早速近づいて自分の荷物を探し始める莉亜。
何度目かのレールが周回し終わった時、赤色で光沢のある見慣れたボディーにグリーンのバンドが付いたクリスマスカラーに目を奪われる。
莉亜が家を出る時に目立つようにトランクをクリスマスカラーにコーディネイトしておいたから、そのお陰で迷わず手に取る事ができるのだった。
トランクを手に莉亜がその場を去ろうとフロアから移動するも、無数の空港出入口に足が自然に止まる。予定では空港に迎えが来る手はずなのに、今だそれらしい人影が発見できず。

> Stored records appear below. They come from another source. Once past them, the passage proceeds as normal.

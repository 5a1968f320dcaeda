//! Orchestrator errors

use thiserror::Error;

use crate::gateway::GatewayError;

/// Why a command request was ignored
#[derive(Debug, Clone, Copy, PartialEq, Eq)]
pub enum RejectReason {
    /// No vehicle is selected
    NoVehicleSelected,
    /// Another command has not finished yet
    CommandInFlight,
    /// The orchestrator has been shut down
    ShutDown,
}

impl std::fmt::Display for RejectReason {
    fn fmt(&self, f: &mut std::fmt::Formatter<'_>) -> std::fmt::Result {
        match self {
            RejectReason::NoVehicleSelected => write!(f, "no vehicle selected"),
            RejectReason::CommandInFlight => write!(f, "a command is already in flight"),
            RejectReason::ShutDown => write!(f, "orchestrator is shut down"),
        }
    }
}

/// Errors returned from command requests.
///
/// Observers never see these directly: dispatch and refresh failures both
/// surface as the single `Error` state message.
#[derive(Error, Debug, Clone, PartialEq)]
pub enum OrchestratorError {
    #[error("Command rejected: {0}")]
    Rejected(RejectReason),

    #[error("Command dispatch failed: {0}")]
    Dispatch(GatewayError),

    #[error("Status refresh after command failed: {0}")]
    Refresh(GatewayError),

    #[error("Command cancelled before dispatch")]
    Cancelled,
}

impl OrchestratorError {
    /// Whether the request was ignored by the guard
    pub fn is_rejected(&self) -> bool {
        matches!(self, OrchestratorError::Rejected(_))
    }
}
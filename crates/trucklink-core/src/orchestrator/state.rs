//! Orchestrator state

use serde::{Deserialize, Serialize};

use crate::gateway::CommandKind;

/// Message shown for every failed command
pub const COMMAND_FAILED_MESSAGE: &str = "Failed to send command";

/// Observable orchestrator state
#[derive(Debug, Clone, PartialEq, Eq, Serialize, Deserialize)]
#[serde(tag = "state", content = "detail", rename_all = "lowercase")]
pub enum OrchestratorState {
    /// Ready for a new command
    Idle,
    /// A command is in flight (including any pre-warm countdown)
    Sending(CommandKind),
    /// The last command completed
    Success(String),
    /// The last command failed
    Error(String),
}

impl OrchestratorState {
    /// Whether a new command may start
    pub fn is_idle(&self) -> bool {
        matches!(self, OrchestratorState::Idle)
    }

    /// Command in flight, if any
    pub fn sending(&self) -> Option<CommandKind> {
        match self {
            OrchestratorState::Sending(kind) => Some(*kind),
            _ => None,
        }
    }

    /// Success or error text for display
    pub fn message(&self) -> Option<&str> {
        match self {
            OrchestratorState::Success(msg) | OrchestratorState::Error(msg) => Some(msg),
            _ => None,
        }
    }

    pub(crate) fn success(kind: CommandKind) -> Self {
        OrchestratorState::Success(kind.success_message().to_string())
    }

    pub(crate) fn failed() -> Self {
        OrchestratorState::Error(COMMAND_FAILED_MESSAGE.to_string())
    }
}

impl Default for OrchestratorState {
    fn default() -> Self {
        OrchestratorState::Idle
    }
}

莉亜はどの出入口から外に出れば良いのか、さっぱりわからずさ、迷い歩き疲れた模様。もはや口からでるのはため息と泣き言。
「全然わかんないよ……出口が」
疲れた様子の莉亜へと、機内で一緒だった男性が数メートル前まで接近していた。
不適な笑みを携えた男性がクリスマスカラーのトランクを引きずるように持つ彼女に声を掛ける。
「――おい!」
「なっ何?」
(ま、またこの人なの)
嫌そうな様子の莉亜を一蹴した男性。競歩選手みたいな歩き方をしている彼女を何処からか見ていたらしく、クスッと鼻で笑うと答える。

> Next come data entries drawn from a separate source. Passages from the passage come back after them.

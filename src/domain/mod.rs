//! Domain modules organized as vertical slices.
//!
//! Each sub-module contains (where it applies):
//! - `mod.rs`: Decoded domain types with defaults applied
//! - `wire.rs`: Raw serde structs matching upstream responses
//! - `convert.rs`: `TryFrom`/`From` conversions with validation
//! - `state.rs`: App-owned state containers with update methods
//! - `client.rs`: Sub-client with HTTP methods and caching
//!
//! The derived metrics (`market::insights`, `portfolio::valuation`,
//! `alert::evaluate`, `price_history::stats`) are pure functions over a
//! [`coin::CoinSnapshot`] and never touch the network.

pub mod alert;
pub mod coin;
pub mod market;
pub mod notification;
pub mod portfolio;
pub mod price_history;
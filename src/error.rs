//! Unified error types.

use thiserror::Error;

/// Top-level tracker error.
#[derive(Error, Debug)]
pub enum TrackerError {
    #[error("HTTP error: {0}")]
    Http(#[from] HttpError),

    #[error("Storage error: {0}")]
    Storage(#[from] StorageError),

    #[error("Validation error: {0}")]
    Validation(String),

    #[error("Serialization error: {0}")]
    Serde(#[from] serde_json::Error),

    #[error("{0}")]
    Other(String),
}

/// HTTP-layer errors.
#[derive(Error, Debug)]
pub enum HttpError {
    #[cfg(feature = "http")]
    #[error("Request failed: {0}")]
    Reqwest(#[from] reqwest::Error),

    #[error("Server error {status}: {body}")]
    ServerError { status: u16, body: String },

    #[error("Rate limited (retry after {retry_after_ms:?}ms)")]
    RateLimited { retry_after_ms: Option<u64> },

    #[error("Unauthorized")]
    Unauthorized,

    #[error("Not found: {0}")]
    NotFound(String),

    #[error("Bad request: {0}")]
    BadRequest(String),

    #[error("Timeout")]
    Timeout,
}

impl HttpError {
    /// Whether the request never produced an upstream response
    /// (connection failure, timeout, body decode failure).
    pub fn is_transport(&self) -> bool {
        match self {
            HttpError::Timeout => true,
            #[cfg(feature = "http")]
            HttpError::Reqwest(e) => e.status().is_none(),
            _ => false,
        }
    }
}

/// Persistent-state errors.
#[derive(Error, Debug)]
pub enum StorageError {
    #[error("Storage unavailable: {0}")]
    Unavailable(String),

    #[error("I/O error: {0}")]
    Io(#[from] std::io::Error),

    #[error("Encode error: {0}")]
    Encode(#[from] serde_json::Error),

    #[error("Backend error: {0}")]
    Backend(String),
}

「アンタ、後何回空港を周る気なんだ? 随分、独りで楽しそうなんだな」
「それよりっいちいち、私に突っかかってくるのやめてくれないっ!」
あえて、何か意味ありげなふくみを持つ言葉で男性に答えを要求する莉亜。
「私、貴方に何かしたかなぁ?」
「んっ――あえて言ってもいいなら言うけど……どうする?」
小バカにしたような男性の意味ありげな表情で何が言いたいのか莉亜は察知する。
「もしかして、まだ機内の事持ち出すの? だったら答えはNOっ! 結構です」
男性から離れたい莉亜はそう言い切るとそそくさとその場を後にしようと試みるが、男性に進路を阻まれた。ピクピクを表情筋をひきつらせて無理に目の前の男性に微笑みを浮かべるが、大きな黒い瞳は笑っていない様子。
「これは私に対して、なんの冗談?」
莉亜の小さな肩がわなわなと震えていた。
「いや、アンタが俺の行く方向に突っ込んできただけだろ、冗談も何も――」
「……あ」
(もうっ私また勘違い……)
赤い顔の莉亜は相変わらず無理な笑顔のまま、男性とは逆にくるりと方向転換した。
「えっと――私はこれで」
そう言った瞬間、莉亜のポケットに入れていた財布が落下して空港の床を直撃。